Enter 0x1234, choose Rotate A left (ROL), set Shift / rotate count to 4, and use a 16-bit width. Hexadecimal becomes 0x2341. The result differs from a left shift because the high nibble wraps back into the low nibble instead of being discarded.

Compare arithmetic and logical right shift

Enter 0xF0000000 with a 32-bit width and shift by 4. With A logical right shift (>>>), Hexadecimal becomes 0x0F000000 because zeroes enter from the left. With A arithmetic right shift (>>), the signed high bit is preserved and the result reads as 0xFF000000. Check Decimal signed two's complement before deciding which behavior matches your language or CPU note.
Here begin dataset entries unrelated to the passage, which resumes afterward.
//! Per-book table layout.
//!
//! Every book gets its own table named by [TableName], so statements are
//! built at runtime instead of through `table!`. Values are always bound;
//! only the validated identifier is formatted into the SQL.

use diesel::prelude::*;
use diesel::sql_query;
use diesel::sql_types::{BigInt, Integer, Nullable, Text};
use diesel::QueryableByName;
use log::debug;

use crate::table_name::TableName;
use crate::DbConnection;

const TABLE_EXISTS: &str =
    "SELECT count(*) AS count FROM sqlite_master WHERE type = 'table' AND name = ?";

pub fn create_table(table: &TableName) -> String {
    format!(
        r#"CREATE TABLE IF NOT EXISTS "{}" (pk INTEGER, chapter INTEGER, verse INTEGER, text TEXT, comment TEXT)"#,
        table
    )
}

pub fn insert_verse(table: &TableName) -> String {
    format!(
        r#"INSERT INTO "{}" (pk, chapter, verse, text, comment) VALUES (?, ?, ?, ?, ?)"#,
        table
    )
}

pub fn select_verse(table: &TableName) -> String {
    format!(
        r#"SELECT pk, verse, text, comment FROM "{}" WHERE chapter = ? AND verse = ? ORDER BY pk"#,
        table
    )
}

pub fn select_verse_range(table: &TableName) -> String {
    format!(
        r#"SELECT pk, verse, text, comment FROM "{}" WHERE chapter = ? AND verse BETWEEN ? AND ? ORDER BY verse, pk"#,
        table
    )
}

#[derive(QueryableByName)]
struct TableCount {
    #[diesel(sql_type = BigInt)]
    count: i64,
}

/// A row read back from a book table. The chapter is not selected; callers
/// stamp it from the request.
#[derive(Debug, QueryableByName)]
pub struct VerseRow {
    #[diesel(sql_type = Integer)]
    pub pk: i32,
    #[diesel(sql_type = Integer)]
    pub verse: i32,
    #[diesel(sql_type = Text)]
    pub text: String,
    #[diesel(sql_type = Nullable<Text>)]
    pub comment: Option<String>,
}

pub fn table_exists(conn: &mut DbConnection, table: &TableName) -> QueryResult<bool> {
    debug!("Executing query: {} with args: [{}]", TABLE_EXISTS, table);
    sql_query(TABLE_EXISTS)
        .bind::<Text, _>(table.as_str())
        .get_result::<TableCount>(conn)
        .map(|c| c.count > 0)
}

#[cfg(test)]
mod tests {
    use super::*;
    use crate::establish_connection;

    #[test]
    fn create_and_check() {
        let mut conn = establish_connection(crate::IN_MEMORY).unwrap();
        let table = TableName::for_book("1 Samuel").unwrap();

        assert!(!table_exists(&mut conn, &table).unwrap());

        sql_query(create_table(&table)).execute(&mut conn).unwrap();
        assert!(table_exists(&mut conn, &table).unwrap());

        // Creating again is a no-op
        sql_query(create_table(&table)).execute(&mut conn).unwrap();
        assert!(table_exists(&mut conn, &table).unwrap());
    }

    #[test]
    fn statements_quote_identifier() {
        let table = TableName::for_book("Song of Solomon").unwrap();
        assert!(create_table(&table).contains(r#""song_of_solomon""#));
        assert!(insert_verse(&table).contains(r#""song_of_solomon""#));
        assert!(select_verse(&table).contains(r#""song_of_solomon""#));
        assert!(select_verse_range(&table).ends_with("ORDER BY verse, pk"));
    }
}
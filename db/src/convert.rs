//! Loading verses from a JSON source file into a store.

use std::fs;
use std::path::Path;

use log::info;

use crate::ingest::ingest;
use crate::models::SourceVerse;
use crate::{establish_connection, DbError};

/// Reads a JSON array of verse objects.
pub fn load_source(path: &Path) -> Result<Vec<SourceVerse>, DbError> {
    let source_error = |cause: String| DbError::Source {
        path: path.display().to_string(),
        cause,
    };

    let contents = fs::read_to_string(path).map_err(|e| source_error(e.to_string()))?;
    serde_json::from_str(&contents).map_err(|e| source_error(e.to_string()))
}

/// Converts the JSON file at `src` into the SQLite store at `dest`,
/// creating the store if needed. Returns the number of verses inserted.
pub fn convert_json_to_db(src: &Path, dest: &str) -> Result<usize, DbError> {
    let mut conn = establish_connection(dest)?;
    let verses = load_source(src)?;
    info!("Loaded {} verses from {}", verses.len(), src.display());

    ingest(&verses, &mut conn)
}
Fix a base mismatch warning

If Operand A is 0xFF and Input A base is forced to Binary, the warning says the prefix does not match the selected base. Switch Input A base to Auto or Hexadecimal, then confirm Decimal unsigned reports 255 at an 8-bit width. If the intended binary value was the bare digits 11111111, remove the hex prefix and keep Binary selected.

FAQ:

Why does NOT depend on register width?

NOT flips every lane inside the selected register. At 8 bits, ~0x0F becomes 0xF0; at 16 bits, it becomes 0xFFF0. Check the width badge before copying complemented results.

What is the difference between arithmetic and logical right shift?

Arithmetic right shift preserves the sign bit after reading Operand A as signed. Logical right shift fills high positions with zero. They match for many non-negative patterns but diverge when the sign bit is set.

Can I paste values with spaces or underscores?

Yes. Spaces, underscores, commas, and apostrophes are ignored inside numeric literals, so grouped values such as 0b1010_1100 or 1,024 can be entered directly.

Why does a bare value like 1010 look wrong?

With Auto base, a bare 1010 is decimal unless you force Binary. Use Input A base or Input B base when the text has no 0b, 0o, or 0x prefix.

Does a test-bit result prove a permission is enabled?

It proves only that the selected bit position is set in the chosen register width. The application, protocol, or device documentation still decides which named permission or flag that bit represents.

Glossary:

Operand
The integer value being used by a bitwise operation, shown as Operand A and, for binary operations, Operand B.
Mask
A bit pattern used to keep, set, clear, toggle, or test selected lanes.
Register width
The number of bit positions available for the stored pattern, such as 8, 16, 32, 64, 128, or 256 bits.
Two's complement
The common signed-integer reading where the top bit carries negative weight when it is set.
Sign bit
The most significant bit when the register is interpreted as a signed two's-complement value.
Logical right shift
A right shift that fills newly opened high positions with zero.
Arithmetic right shift
A right shift that fills newly opened high positions with copies of the sign bit.
Rotate
A circular shift where bits leaving one end of the register re-enter at the other end.